Functional endoscopic sinus surgery (FESS) has gained wide popularity in the treatment of benign, chronic inflammatory disease of the paranasal sinuses. In recent years, endoscopes have been used to perform surgery beyond the boundaries of the paranasal sinuses.9 Diagnosis and treatment of cerebrospinal fluid fistulas, identification and cauterization of posterior epistaxis, transnasal decompression of disthyroid orbitopathy and intranasal laser surgery have all been performed with transnasal endoscopic techniques. Also, lesions at the base of skull base can be accessed endoscopically, especially lesions in the region of sella turcica. This approach avoids retraction of the brain along with excellent visualization of the pituitary gland and surrounding structures. Endoscopic approaches reduce morbidity and mortality in comparisons to the transcranial approaches.
Knowledge of anatomical variations of sphenoid sinus in the broadest sense of the word, as well as knowledge of his relationship with the surrounding structures like optic nerve, internal carotid artery, cavernous sinus and pituitary gland using computed tomography devices is paramount in preoperative analysis, whether is endoscopic surgery on sinus or sellar microsurgical transsphenoidal approach or parasellar area; shortens the operation, reduces the number of complications during and after surgery. Also, good knowledge of anatomical variations of sphenoid sinus contributes to a better understanding of the possible spread of any tumor or any inflammatory process in the sphenoid sinus and surrounding structures and influences the choice and duration of therapeutic procedures.10,11
Higher number of anatomical variations of sphenoid sinus can lead to increased risk in terms of injury of important neurovascular and glandular structures. Extensive hiperpneumatization of sphenoid sinus with consecutive pneumatization of ethmoid sinus can lead to injury of the optic nerve.12 Protrusion of internal carotid artery into the lumen of the sinuses can also lead to its injury during endoscopic surgical procedures, especially in cases of variation in positions, numbers and insertions within the sinus septum.13
Usually there is one intersphenoid septum which separates cavity of sphenoid sinus into two parts. Analysis of CT images revealed that only two patients (one male and one female) have no main septum within sphenoid sinus. Chmielik et al.14 in their study in children, average age of 10.9 years, cited the existence of the main septum in all cases, Idowu constants lack of septum in only one case of 60 analyzed patients, while Hamid et al.15 register septal deficiency in 10.8% of cases.

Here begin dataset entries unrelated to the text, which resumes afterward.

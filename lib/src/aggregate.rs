//! Fold normalized records into per-workspace buckets.
//!
//! Workspace and folder emission order is user-visible (it decides the order
//! of generated files and sections), so both maps are backed by insertion-
//! ordered vectors rather than hash maps.

use crate::models::{FolderGroup, LinkEntry, TabRecord};
use crate::normalize::{normalize_group, normalize_tab};
use crate::snapshot::Snapshot;
use log::debug;

/// Everything exported for one workspace, grouped into the three sections of
/// the output document. Built in a single aggregation run and read-only
/// afterwards.
#[derive(Debug, Clone, Default, PartialEq, Eq)]
pub struct WorkspaceBucket {
    /// Tabs flagged always-visible across workspaces.
    pub essentials: Vec<LinkEntry>,
    /// Pinned tabs that belong to no folder.
    pub pinned_loose: Vec<LinkEntry>,
    folders: Vec<(String, Vec<LinkEntry>)>,
}

impl WorkspaceBucket {
    /// Folders in first-seen order, empty ones included.
    pub fn folders(&self) -> impl Iterator<Item = (&str, &[LinkEntry])> {
        self.folders
            .iter()
            .map(|(name, entries)| (name.as_str(), entries.as_slice()))
    }

    /// List for `name`, created empty on first sight.
    fn folder_mut(&mut self, name: &str) -> &mut Vec<LinkEntry> {
        let pos = match self.folders.iter().position(|(n, _)| n == name) {
            Some(pos) => pos,
            None => {
                self.folders.push((name.to_string(), Vec::new()));
                self.folders.len() - 1
            }
        };
        &mut self.folders[pos].1
    }

    /// Total number of link entries across all three sections.
    pub fn link_count(&self) -> usize {
        self.essentials.len()
            + self.pinned_loose.len()
            + self.folders.iter().map(|(_, entries)| entries.len()).sum::<usize>()
    }
}

/// Insertion-ordered map of workspace id to bucket.
#[derive(Debug, Clone, Default)]
pub struct WorkspaceMap {
    entries: Vec<(String, WorkspaceBucket)>,
}

impl WorkspaceMap {
    /// Workspaces in first-reference order.
    pub fn iter(&self) -> impl Iterator<Item = (&str, &WorkspaceBucket)> {
        self.entries
            .iter()
            .map(|(id, bucket)| (id.as_str(), bucket))
    }

    pub fn get(&self, workspace_id: &str) -> Option<&WorkspaceBucket> {
        self.entries
            .iter()
            .find(|(id, _)| id == workspace_id)
            .map(|(_, bucket)| bucket)
    }

    pub fn len(&self) -> usize {
        self.entries.len()
    }

    pub fn is_empty(&self) -> bool {
        self.entries.is_empty()
    }

    /// Bucket for `workspace_id`, created empty on first reference.
    fn bucket_mut(&mut self, workspace_id: &str) -> &mut WorkspaceBucket {
        let pos = match self.entries.iter().position(|(id, _)| id == workspace_id) {
            Some(pos) => pos,
            None => {
                self.entries
                    .push((workspace_id.to_string(), WorkspaceBucket::default()));
                self.entries.len() - 1
            }
        };
        &mut self.entries[pos].1
    }
}

/// Partition normalized records into workspace buckets.
///
/// Two passes. Pass 1 classifies loose tabs: essential tabs go to
/// `essentials` (taking precedence over the pinned flag), pinned tabs
/// outside any folder go to `pinned_loose`, and everything else is left to
/// its folder group (or, for plain unpinned tabs, not exported at all).
/// Pass 2 installs each folder under its workspace, creating the entry even
/// for groups with zero qualifying members, and appends the members in
/// their original order.
///
/// No sorting anywhere: every sequence keeps pure append order.
pub fn aggregate<T, G>(tabs: T, groups: G) -> WorkspaceMap
where
    T: IntoIterator<Item = TabRecord>,
    G: IntoIterator<Item = FolderGroup>,
{
    let mut map = WorkspaceMap::default();

    for tab in tabs {
        let bucket = map.bucket_mut(&tab.workspace_id);
        if tab.is_essential {
            bucket.essentials.push(LinkEntry {
                title: tab.title,
                url: tab.url,
            });
        } else if tab.is_pinned && tab.containing_folder.is_none() {
            bucket.pinned_loose.push(LinkEntry {
                title: tab.title,
                url: tab.url,
            });
        } else {
            // Folder members arrive through their group in pass 2; plain
            // unpinned tabs are outside the scope of a pinned-tabs export.
            debug!("tab '{}' not classified in pass 1", tab.title);
        }
    }

    for group in groups {
        let bucket = map.bucket_mut(&group.workspace_id);
        bucket.folder_mut(&group.name).extend(group.members);
    }

    map
}

/// Normalize and aggregate a whole session snapshot.
pub fn aggregate_snapshot(snapshot: &Snapshot) -> WorkspaceMap {
    aggregate(
        snapshot.tabs.iter().filter_map(normalize_tab),
        snapshot.groups.iter().map(normalize_group),
    )
}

In our study, only one septum had 68% men and 77.9% of women. Analysis of other studies revealed existence of single septum in the range of 33% to 95%.8 The position of main septum analyzed at axial CT images, in majority of cases was not in the median line (84.5% males and 78.8% in women), but was located paramedian, with greater frequency at right side.
The existence of more than one septum (multiple septa) was registered in 32% of male and 22.1%, of female which differs significantly from the results of studies that were available to us. So Sareen et al.16 cited the existence of multiple septa in 80% of cases, Idowu at al in 48.3% 8 and Abdullah et al.11 in 81.8%. A higher percentage of multiple septa are registries in the study of Jaworeka et al.17, while Hamid et al.15 cited the existence of 10.8% multiple septa. It was percepted that multiple accessory septa appear more frequently to the right of the main septum both in men and women. In men, 35 accessory septa were located to the right and 19 left of the main septum. In women, this ratio was 18 to the right, 12 to the left of the main septum.
But regardless of the existence of different percentages of multiple septa, all authors agree that it is crucial insertion of these septa to walls of sphenoid sinus. In this study we’ve emphasized insertion in the projection of the carotid canal at posterolateral sinus wall. We found insertion of main or accessory septa to carotid canal in 38 cases which makes 19% of patients. From this number, tying the carotid canal in men occurred in 22 cases, and women in 16 cases. Bademci and Ünal18 evidenced septal insertion to carotid canal in 25.5% cases (without specifying the side and sex); Abdullah cites their presence in 12.9% cases, and Hamid in 6.75% cases. Of the 22 male patients, 11 accessory septa inserts to the bony wall of the carotid canal on the right, and 11 on the left side. In females, in 11 cases insertion in the projection of the carotid canal was on the right, in 5 cases on the left. Filho et al19 cited a higher frequency of insertions of accessory or main septum in the carotid canal in men than women (25% : 7.1%) which is consistent with the results of our study, while Abdullah states that it doesn’t exist statistical significance with respect to gender of patients.
The main septum can not be taken as a reliable landmark for endoscopic procedures.9,15 Its position, as we saw in our study, is not always in the median line, but shifted to the right or the left side. Besides, the medial-placed septum not necessarily follows the entire length of the medial line, but on its front or rear end howled laterally, when analyzing the axial images. Also, great attention must be paid to the insertion of the main and accessory septa, both in the optic canal, and the area of the carotid canal were one of the goals of our study. During transeptal sphenoidectomy it must be taken of the septum manipulation, especially if preoperative CT diagnosis taken into consideration it’s insertion to the walls of the carotid or optic canal.20 Otherwise we risk damaging these structures.
Because of the foregoing reasons, the preoperative radiological evaluation using CT has to play a major role in patients with indicated endoscopic surgical procedures in the sinuses or the sellar region. By CT scans we detect variations that increase the risk of intraoperative or postoperative complications.

Conclusion

The sphenoid sinus septa are highly variable. Computed tomography is the method of choice in the detection and evaluation of anatomy of the sphenoid sinus, especially for sinus anatomical variations as well as of sinus diseases. This knowledge will provide an accurate assessment of the normal variants and pathological changes required for successful FESS.

Conflict of Interest

None declared.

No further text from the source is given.